What Do I Read?, You Ask. Anything, I Say.

Occasionally, I’ll have student ask me what I like to read. My answer is usually pretty specific – nonfiction books about farming, food, and faith, collections of essays, novels written by my favorite writers (Marilynne Robinson, Margaret Atwood, etc), and mysteries for the car. Even less occasionally, a student will ask me what he/she should read, and I always begin by asking what they like. For sports, Ron Carlson is great. For fashion/romance, Jennifer Crusie is pretty cool. For tech heads, I suggest they check out thrillers like those of Tom Clancy or James Patterson. I even had a student say she “really liked this” after an essay-writing class, and she wanted to know what to read. I told her to read more of what she’d liked in class – Sedaris, Hoagland, Duncan.

But when I think about what I actually read – not what I read most and not what I always actively choose to read – my answer to the “What do you read” question becomes very broad – EVERYTHING. Because reading is what I do when I’m not doing something else, I’ll read most anything including the backs of shampoo bottles in the bathroom, car manuals if I’m stuck in traffic without a book, car magazines at Jiffy Lube, posters about events in the hallway before class starts. I really will read everything.

As a kid, my parents used to get a few magazines, National Geographic most notably, and I would set out every month to read every article. I was pretty obsessive about it actually. I sat down with the magazine and read from cover to cover. And I learned a lot. I don’t remember all of it, or at least I don’t remember it until it comes up in a rousing game of Trivial Pursuit, but I did learn a lot from reading that way.

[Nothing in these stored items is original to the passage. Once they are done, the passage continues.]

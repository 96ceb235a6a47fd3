//! Queries against the live E-utilities service. Run with `--ignored`.

use pubrecon_core::{DateRange, LiteratureSource};
use pubrecon_pubmed::{Config, PubmedClient};

#[test]
#[ignore = "network"]
fn search_known_author() {
    let client = PubmedClient::new(Config {
        max_results: 5,
        ..Config::default()
    });
    let records = client
        .search(
            &["Fauci AS".to_string()],
            Some(DateRange {
                start_year: 2020,
                end_year: 2021,
            }),
        )
        .unwrap();
    assert!(!records.is_empty());
    assert!(records.iter().all(|r| r.title.is_some()));
}

#[test]
#[ignore = "network"]
fn unknown_author_returns_nothing() {
    let client = PubmedClient::new(Config::default());
    let records = client
        .search(&["Zzyzxqvw Qqqxyz".to_string()], None)
        .unwrap();
    assert!(records.is_empty());
}
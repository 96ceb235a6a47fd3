use indicatif::ProgressBar;
use pubrecon_core::{
    CandidateIndex, DateRange, LiteratureSource, RawCandidate, ResidentRecord, RetryPolicy,
    SourceError, save_candidates,
};
use pubrecon_pubmed::{harvest, parser::parse_efetch_xml};
use tempfile::TempDir;

const EFETCH: &str = r#"<?xml version="1.0" ?>
<!DOCTYPE PubmedArticleSet PUBLIC "-//NLM//DTD PubMedArticle, 1st January 2024//EN" "https://dtd.nlm.nih.gov/ncbi/pubmed/out/pubmed_240101.dtd">
<PubmedArticleSet>
<PubmedArticle>
  <MedlineCitation Status="MEDLINE" Owner="NLM">
    <PMID Version="1">30000001</PMID>
    <Article PubModel="Print">
      <Journal>
        <JournalIssue CitedMedium="Internet">
          <PubDate><Year>2018</Year><Month>Mar</Month></PubDate>
        </JournalIssue>
        <Title>Journal of Surgical Education</Title>
      </Journal>
      <ArticleTitle>Resident autonomy in the operating room.</ArticleTitle>
      <AuthorList CompleteYN="Y">
        <Author ValidYN="Y"><LastName>Lee</LastName><ForeName>Ann</ForeName><Initials>A</Initials></Author>
        <Author ValidYN="Y"><LastName>Roe</LastName><ForeName>John</ForeName><Initials>J</Initials></Author>
        <Author ValidYN="Y"><LastName>Doe</LastName><ForeName>Jane</ForeName><Initials>J</Initials></Author>
      </AuthorList>
    </Article>
  </MedlineCitation>
  <PubmedData>
    <ArticleIdList>
      <ArticleId IdType="pubmed">30000001</ArticleId>
      <ArticleId IdType="doi">10.1016/j.jsurg.2018.01.001</ArticleId>
    </ArticleIdList>
  </PubmedData>
</PubmedArticle>
<PubmedArticle>
  <MedlineCitation Status="MEDLINE" Owner="NLM">
    <PMID Version="1">30000002</PMID>
    <Article PubModel="Print">
      <Journal>
        <JournalIssue CitedMedium="Print">
          <PubDate><MedlineDate>2017 Nov-Dec</MedlineDate></PubDate>
        </JournalIssue>
        <Title>Annals of Surgery</Title>
      </Journal>
      <ArticleTitle>Another Doe entirely.</ArticleTitle>
      <AuthorList CompleteYN="Y">
        <Author ValidYN="Y"><LastName>Doe</LastName><ForeName>Janet</ForeName><Initials>J</Initials></Author>
      </AuthorList>
    </Article>
  </MedlineCitation>
</PubmedArticle>
</PubmedArticleSet>"#;

/// Serves the parsed efetch sample for every search.
struct XmlSource;

impl LiteratureSource for XmlSource {
    fn name(&self) -> &str {
        "xml"
    }

    fn search(
        &self,
        _name_variants: &[String],
        _range: Option<DateRange>,
    ) -> Result<Vec<RawCandidate>, SourceError> {
        parse_efetch_xml(EFETCH).map_err(|e| SourceError::Parse(e.to_string()))
    }
}

#[test]
fn harvested_candidates_load_as_index() {
    let resident = ResidentRecord {
        id: 1,
        first_name: "Jane".into(),
        middle_name: None,
        last_name: "Doe".into(),
        match_year: 2014,
        grad_year: 2020,
    };
    let out = harvest(
        &XmlSource,
        &[resident],
        &RetryPolicy::default(),
        &ProgressBar::hidden(),
    );
    assert_eq!(out.stats.fetched, 2);
    assert_eq!(out.stats.not_author, 1);
    assert_eq!(out.stats.kept, 1);

    let dir = TempDir::new().unwrap();
    let path = dir.path().join("out").join("candidates.json");
    save_candidates(&out.entries, &path).unwrap();

    let index = CandidateIndex::load(&path).unwrap();
    assert_eq!(index.resident_count(), 1);
    let candidates = index.get("Jane Doe");
    assert_eq!(candidates.len(), 1);
    assert_eq!(candidates[0].journal, "Journal of Surgical Education");
    assert_eq!(candidates[0].publication_date.to_string(), "2018-03-01");
    assert_eq!(candidates[0].doi.as_deref(), Some("10.1016/j.jsurg.2018.01.001"));
    assert_eq!(candidates[0].authorship.map(|a| a.as_str()), Some("last"));
}
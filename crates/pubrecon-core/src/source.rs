//! Literature source abstraction.

use std::fmt;

use crate::model::RawCandidate;

/// Inclusive publication-year window.
#[derive(Debug, Clone, Copy, PartialEq, Eq)]
pub struct DateRange {
    pub start_year: i32,
    pub end_year: i32,
}

/// Error from querying a literature source.
#[derive(Debug)]
pub enum SourceError {
    /// HTTP 429 or an equivalent throttling signal
    RateLimited,
    /// Query rejected by the service, with optional HTTP status
    Query {
        status: Option<u16>,
        message: String,
    },
    /// Connection, timeout or body read failure
    Transport(String),
    /// Query string is unusable (empty after sanitizing, etc.)
    InvalidQuery(String),
    /// Response could not be decoded
    Parse(String),
}

impl fmt::Display for SourceError {
    fn fmt(&self, f: &mut fmt::Formatter<'_>) -> fmt::Result {
        match self {
            Self::RateLimited => write!(f, "rate limited"),
            Self::Query {
                status: Some(s),
                message,
            } => write!(f, "query failed (HTTP {s}): {message}"),
            Self::Query {
                status: None,
                message,
            } => write!(f, "query failed: {message}"),
            Self::Transport(msg) => write!(f, "transport error: {msg}"),
            Self::InvalidQuery(msg) => write!(f, "invalid query: {msg}"),
            Self::Parse(msg) => write!(f, "unparseable response: {msg}"),
        }
    }
}

impl std::error::Error for SourceError {}

impl SourceError {
    pub fn is_retryable(&self) -> bool {
        match self {
            Self::RateLimited | Self::Transport(_) => true,
            Self::Query { status, .. } => matches!(status, Some(500..=599)),
            Self::InvalidQuery(_) | Self::Parse(_) => false,
        }
    }
}

/// A searchable bibliographic database.
pub trait LiteratureSource {
    /// Short label used in log lines.
    fn name(&self) -> &str;

    /// Records authored under any of `name_variants`, optionally restricted
    /// to a publication-year window.
    fn search(
        &self,
        name_variants: &[String],
        range: Option<DateRange>,
    ) -> Result<Vec<RawCandidate>, SourceError>;
}
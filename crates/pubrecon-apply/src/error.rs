use std::fmt;

use pubrecon_store::StoreError;

/// Why a resident or paper could not be applied.
#[derive(Debug)]
pub enum ApplyError {
    /// No database resident scored above the name threshold
    ResidentNotFound { name: String, best_score: Option<f64> },
    /// No linked publication in the journal scored above the delete threshold
    PublicationNotFound { title: String, best_score: Option<f64> },
    Persistence(StoreError),
}

impl fmt::Display for ApplyError {
    fn fmt(&self, f: &mut fmt::Formatter<'_>) -> fmt::Result {
        match self {
            Self::ResidentNotFound {
                name,
                best_score: Some(score),
            } => write!(f, "no resident matches '{name}' (best score {score:.2})"),
            Self::ResidentNotFound { name, .. } => write!(f, "no resident matches '{name}'"),
            Self::PublicationNotFound {
                title,
                best_score: Some(score),
            } => write!(f, "publication not found: '{title}' (best score {score:.2})"),
            Self::PublicationNotFound { title, .. } => {
                write!(f, "publication not found: '{title}'")
            }
            Self::Persistence(e) => write!(f, "{e}"),
        }
    }
}

impl std::error::Error for ApplyError {
    fn source(&self) -> Option<&(dyn std::error::Error + 'static)> {
        match self {
            Self::Persistence(e) => Some(e),
            _ => None,
        }
    }
}

impl From<StoreError> for ApplyError {
    fn from(e: StoreError) -> Self {
        Self::Persistence(e)
    }
}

By reading everything, I gleaned three key lessons:
1. Everything has value. Even if I don’t know what the ingredients list means on my shampoo bottle, I can start to break down words into their parts and see what roots they have. Since I”m a word junky, this is actually kind of fun.
2. Every piece of writing has a purpose. Whether it’s too inform, persuade, or entertain, the person who put those words to paper or screen or CD had a reason for doing so, and to be read well, I need to keep that reason in mind.
3. There is something to learn from everything. I may not really care about Wildebeests all that much, but if I read about their migration in the latest Smithsonian, I begin to appreciate the beauty and power of a movement of animals that encompasses thousands of individuals. Wow!

Because of the ideas, I always end my conversations with students who ask what they should read by saying, “Anything and everything. Read what you love and what you hate. Just read.”